I yell, ‘The kid!’ Then I’m running across the roof, towards the stairwell door.
Thistle cries out, ‘Wait! Wait, damn it!’
But the kidnapper’s not here, I’m sure of that. No reason for me to stay hidden. Every reason to get to the boy as fast as possible. If he’s unconscious, that means drugged. And I doubt the kidnapper is a professional anaesthesiologist.
I race down two flights of stairs, soles slapping the cement, and shove open a fire door. Office workers stare at me as I sprint down the corridor to the elevators and stab the call button.
The voice is still going. ‘You’re going to put it in the dumpster and start walking back to your car.’
‘Don’t do it,’ the SAC reminds her.
Hall screams, ‘Not until I see my son!’ Her voice overloads the mic. The plug crackles in my ear.
The ten seconds it takes the elevator to arrive feel like an hour. Finally the doors open and I dive through them. I hit the button marked G, and then the one that’s supposed to close the doors.
Thistle slips through, blocking them. ‘Blake, just what the hell do you think you’re doing?’
I stab the button again. ‘The kid’s in a white Camry in the parking lot.’
‘Alive?’
The doors slide closed. ‘I don’t know.’
The kidnapper says, ‘If you don’t comply, you will be killing Cameron.’
‘Okay, okay,’ Hall says. I hear the thump of the bag dropping into the dumpster. ‘It’s done. Just please don’t hurt him. Please.’
The SAC says something I don’t catch.
I can see Thistle’s jaw clenching as the floors hum past. She says, ‘You can’t go out there. He might be watching.’
‘He’s not. I’d have seen him.’
‘You don’t know that.’
‘Reese,’ I say. ‘Trust me.’
She bites her lip. Then she mutters, ‘Christ,’ and grabs her radio.
‘This is Thistle, calling all units. I have an unconfirmed sighting of Cameron in a white Toyota Camry. Registration number…’
She loo
ks at me. I recite the plates from memory.
Thistle repeats the number into the radio. ‘Heading down to check it out,’ she says.
Luzhin’s voice comes on immediately. ‘Stand down, Agent—the kidnappers could be here.’
‘With all due respect, sir, your boy Blake says they’re not.’
There’s a pause. ‘Then get out there,’ Luzhin says finally. ‘Everyone else, eyes on the Camry. The suspect may be inside.’
The kidnapper is still talking to Hall. ‘Keep walking towards the dental clinic up the other end of the lot. There’s a white Toyota Camry parked on the end of the row. It’s unlocked.’
‘He’s releasing Cameron,’ Thistle says.
‘That doesn’t make sense,’ I say. ‘He’s not here to collect the ransom.’

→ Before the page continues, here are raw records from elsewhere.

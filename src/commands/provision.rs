//! Command: run the playbook against every host of the inventory.
use std::io::{BufRead as _, Write as _};
use std::os::unix::fs::DirBuilderExt as _;
use std::path::PathBuf;
use std::sync::Arc;
use std::sync::atomic::AtomicBool;

use anyhow::Result;
use rayon::prelude::*;

use super::{CommandSetup, INTERRUPTED};
use crate::cli::{GlobalOpts, ProvisionOpts};
use crate::config::inventory::Host;
use crate::config::validation::check_user_name;
use crate::config::{Config, LoadOptions};
use crate::connection::{self, ConnectOpts};
use crate::error::ConnectionError;
use crate::logging::{self, BufferedLog, Log, Logger};
use crate::tasks::{self, Context, Task, TaskFilter};

/// Environment variable supplying the sudo password non-interactively.
pub const BECOME_PASS_ENV: &str = "DEVENV_BECOME_PASS";

/// How a run reaches and changes its hosts.
#[derive(Clone, Default)]
pub struct RunSettings {
    /// Report changes without applying them.
    pub dry_run: bool,
    /// SSH connection options.
    pub connect: ConnectOpts,
    /// Run privileged commands through sudo.
    pub elevate: bool,
    /// Password handed to sudo on stdin.
    pub become_password: Option<Arc<str>>,
    /// Hosts provisioned at the same time.
    pub forks: usize,
    /// Task selection from `--skip` / `--only`.
    pub filter: TaskFilter,
}

impl std::fmt::Debug for RunSettings {
    fn fmt(&self, f: &mut std::fmt::Formatter<'_>) -> std::fmt::Result {
        f.debug_struct("RunSettings")
            .field("dry_run", &self.dry_run)
            .field("connect", &self.connect)
            .field("elevate", &self.elevate)
            .field("become_password", &self.become_password.as_ref().map(|_| "<redacted>"))
            .field("forks", &self.forks)
            .field("filter", &self.filter)
            .finish()
    }
}

impl RunSettings {
    /// Settings for `opts`, with `become_password` already obtained.
    #[must_use]
    pub fn from_opts(
        global: &GlobalOpts,
        opts: &ProvisionOpts,
        become_password: Option<Arc<str>>,
    ) -> Self {
        // Password prompts from ssh would interleave across hosts.
        let forks = if opts.ask_pass { 1 } else { opts.forks.max(1) };
        Self {
            dry_run: global.dry_run,
            connect: ConnectOpts {
                login_user: opts.login_user.clone(),
                ask_pass: opts.ask_pass,
                control_dir: None,
            },
            elevate: opts.elevate || opts.ask_become_pass,
            become_password,
            forks,
            filter: TaskFilter::new(&opts.skip, &opts.only),
        }
    }
}

/// Run the provision command.
///
/// # Errors
///
/// Returns an error if configuration cannot be loaded, `user_name` is
/// unusable, or any host was unreachable or had a failed task.
pub fn run(global: &GlobalOpts, opts: &ProvisionOpts, log: &Arc<Logger>) -> Result<()> {
    log.info(&format!("devenv {}", super::version()));
    let setup = CommandSetup::init(
        global,
        &LoadOptions {
            playbook: opts.playbook.as_deref(),
            inventory: opts.inventory.as_deref(),
            extra_vars: &opts.vars.extra_vars,
        },
        log,
    )?;
    check_user_name(&setup.config.vars.user_name)?;

    let elevate = opts.elevate || opts.ask_become_pass;
    let password = if elevate {
        become_password(opts.ask_become_pass)?
    } else {
        None
    };
    let mut settings = RunSettings::from_opts(global, opts, password);
    settings.connect.control_dir = ssh_control_dir();
    if settings.dry_run {
        log.info("dry run: no changes will be made");
    }

    provision_hosts(&Arc::new(setup.config), &settings, log, &INTERRUPTED)?;
    log.print_summary();

    let count = log.failure_count();
    if count > 0 {
        anyhow::bail!("{count} task(s) failed or host(s) unreachable");
    }
    Ok(())
}

/// Provision every host of `config.inventory`, recording results in `log`.
///
/// Hosts run in parallel, at most `settings.forks` at a time; each host's
/// output is buffered and printed as one block when it finishes. Failures
/// are recorded, not returned.
///
/// # Errors
///
/// Returns an error only if the worker pool cannot be created.
pub fn provision_hosts(
    config: &Arc<Config>,
    settings: &RunSettings,
    log: &Arc<Logger>,
    interrupted: &AtomicBool,
) -> Result<()> {
    let tasks = tasks::playbook_tasks(&config.playbook.roles);
    log.stage(&format!(
        "Provisioning {} host(s) with {} task(s)",
        config.inventory.hosts.len(),
        tasks.len()
    ));

    let pool = rayon::ThreadPoolBuilder::new()
        .num_threads(settings.forks.max(1))
        .thread_name(|i| format!("devenv-host-{i}"))
        .build()?;
    pool.install(|| {
        config.inventory.hosts.par_iter().for_each(|host| {
            provision_host(host, config, settings, &tasks, log, interrupted);
        });
    });
    Ok(())
}

fn provision_host(
    host: &Host,
    config: &Arc<Config>,
    settings: &RunSettings,
    tasks: &[Box<dyn Task>],
    log: &Arc<Logger>,
    interrupted: &AtomicBool,
) {
    let buffered = Arc::new(BufferedLog::for_host(Arc::clone(log), &host.name));
    log.notify_host_start(&host.name);
    buffered.stage(&format!("[{}] connect", host.name));

    let executor = connection::connect(host, &settings.connect);
    let login_uid = match connection::probe(host, executor.as_ref()) {
        Ok(uid) => uid,
        Err(e) => {
            let reason = format!("{e:#}");
            buffered.error(&reason);
            buffered.record_unreachable(&reason);
            buffered.flush_and_complete();
            return;
        }
    };

    let ctx = Context::new(
        Arc::clone(config),
        host.clone(),
        Arc::clone(&buffered) as Arc<dyn Log>,
        settings.dry_run,
        executor,
    )
    .with_login_uid(login_uid);
    let ctx = if settings.elevate {
        ctx.with_become(settings.become_password.clone())
    } else {
        ctx
    };

    if !tasks::run_host(tasks, &ctx, &settings.filter, interrupted) {
        buffered.debug(&format!("{} stopped early", host.name));
    }
    buffered.flush_and_complete();
}

/// Private directory for shared SSH connection sockets; `None` disables
/// connection sharing.
fn ssh_control_dir() -> Option<PathBuf> {
    let dir = logging::cache_dir()?.join("ssh");
    std::fs::DirBuilder::new()
        .recursive(true)
        .mode(0o700)
        .create(&dir)
        .ok()?;
    Some(dir)
}

/// Obtain the sudo password: prompt on the terminal when `ask`, otherwise
/// take it from [`BECOME_PASS_ENV`]; `None` means sudo must not prompt.
fn become_password(ask: bool) -> Result<Option<Arc<str>>> {
    if !ask {
        return Ok(std::env::var(BECOME_PASS_ENV)
            .ok()
            .filter(|p| !p.is_empty())
            .map(Arc::from));
    }

    let prompt_failed = |e: std::io::Error| ConnectionError::PasswordPrompt(e.to_string());
    let mut stderr = std::io::stderr();
    stderr.write_all(b"BECOME password: ").map_err(prompt_failed)?;
    stderr.flush().map_err(prompt_failed)?;

    let mut line = String::new();
    std::io::stdin()
        .lock()
        .read_line(&mut line)
        .map_err(prompt_failed)?;
    let password = line.trim_end_matches(['\r', '\n']);
    if password.is_empty() {
        return Err(ConnectionError::PasswordPrompt("empty password".to_string()).into());
    }
    Ok(Some(Arc::from(password)))
}

#[cfg(test)]
#[allow(
    clippy::expect_used,
    clippy::unwrap_used,
    clippy::indexing_slicing,
    clippy::panic
)]
mod tests {
    use super::*;
    use crate::config::inventory::Inventory;
    use crate::logging::TaskStatus;

    fn opts(args: &[&str]) -> ProvisionOpts {
        use clap::Parser as _;
        let cli = crate::cli::Cli::parse_from(
            std::iter::once("devenv")
                .chain(std::iter::once("provision"))
                .chain(args.iter().copied()),
        );
        let crate::cli::Command::Provision(opts) = cli.command else {
            panic!("expected provision command");
        };
        opts
    }

    #[test]
    fn ask_pass_forces_single_fork() {
        let settings = RunSettings::from_opts(&GlobalOpts::default(), &opts(&["-k", "-f", "8"]), None);
        assert_eq!(settings.forks, 1);
        let settings = RunSettings::from_opts(&GlobalOpts::default(), &opts(&["-f", "8"]), None);
        assert_eq!(settings.forks, 8);
    }

    #[test]
    fn debug_redacts_become_password() {
        let settings = RunSettings {
            become_password: Some(Arc::from("hunter2")),
            ..RunSettings::default()
        };
        let debug = format!("{settings:?}");
        assert!(!debug.contains("hunter2"));
        assert!(debug.contains("<redacted>"));
    }

    #[test]
    fn ask_become_pass_implies_become() {
        let settings = RunSettings::from_opts(&GlobalOpts::default(), &opts(&["-K"]), None);
        assert!(settings.elevate);
        let settings = RunSettings::from_opts(&GlobalOpts::default(), &opts(&[]), None);
        assert!(!settings.elevate);
    }

    #[test]
    fn unreachable_host_is_recorded_and_others_run() {
        let config = Config {
            root: PathBuf::from("/nonexistent"),
            playbook: crate::config::playbook::Playbook {
                name: "test".to_string(),
                roles: vec!["packages".to_string()],
                vars: toml::Table::new(),
            },
            vars: crate::config::vars::Vars {
                user_name: "alice".to_string(),
                ..Default::default()
            },
            inventory: Inventory {
                hosts: vec![
                    Host {
                        name: "ghost".to_string(),
                        address: "ghost.invalid".to_string(),
                        port: None,
                        user: None,
                        transport: crate::config::inventory::Transport::Ssh,
                    },
                    Host::local("localhost"),
                ],
            },
            files: crate::config::files::Manifest::default(),
        };
        let log = Arc::new(Logger::new("test"));
        provision_hosts(
            &Arc::new(config),
            &RunSettings {
                forks: 2,
                ..RunSettings::default()
            },
            &log,
            &AtomicBool::new(false),
        )
        .unwrap();

        let recap = log.recap();
        let ghost = recap.iter().find(|r| r.host == "ghost").unwrap();
        assert!(ghost.unreachable);
        let local = recap.iter().find(|r| r.host == "localhost").unwrap();
        assert!(!local.unreachable);
        assert_eq!(local.skipped, 1);
        assert!(
            log.task_entries()
                .iter()
                .any(|e| e.name == "packages: install" && e.status == TaskStatus::Skipped)
        );
    }
}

The elevator doors open again. Thistle and I run out, past the reception desk, headed for the fading daylight.
We reach the door. Thistle says, ‘You stay here.’
Not likely. I follow her out.
Ahead of us, Annette Hall has nearly reached the Camry. Her eyes widen as she sees the boy in the back seat. She starts running. Thistle and I sprint towards the car from the other side.
We all reach it at the same moment. Hall pulls open the rear door.
A shop-window mannequin tumbles out. One plastic arm gets caught in the frame on the way, and it spins like a ballerina before hitting the ground with an ugly crack. The blond wig slithers off.
‘No!’ Hall cries.
Thistle says, ‘Fuck.’ She holds up the radio again. ‘That’s a negative on contact. We don’t have Cameron. Repeat, we do not have Cameron.’
There’s a stab mark in the dummy’s abdomen. The cheap T-shirt it wears has been torn, and the plastic split. Blood surrounds the fake wound.
Real blood. I can smell it.
The kidnapper resumes talking. ‘You shouldn’t have called the cops, Ms Hall. I’m willing to give you another chance, but the discount has expired. You have now paid zero point five per cent of the total ransom. Think of it as a down payment on your son’s life.’
They want more money. That figures.
Hall is sobbing hysterically. Thistle leans in closer to the stab wound. ‘What’s that?’ she says.
‘As a gesture of good faith,’ the kidnapper continues, ‘I have returned zero point five percent of Cameron.’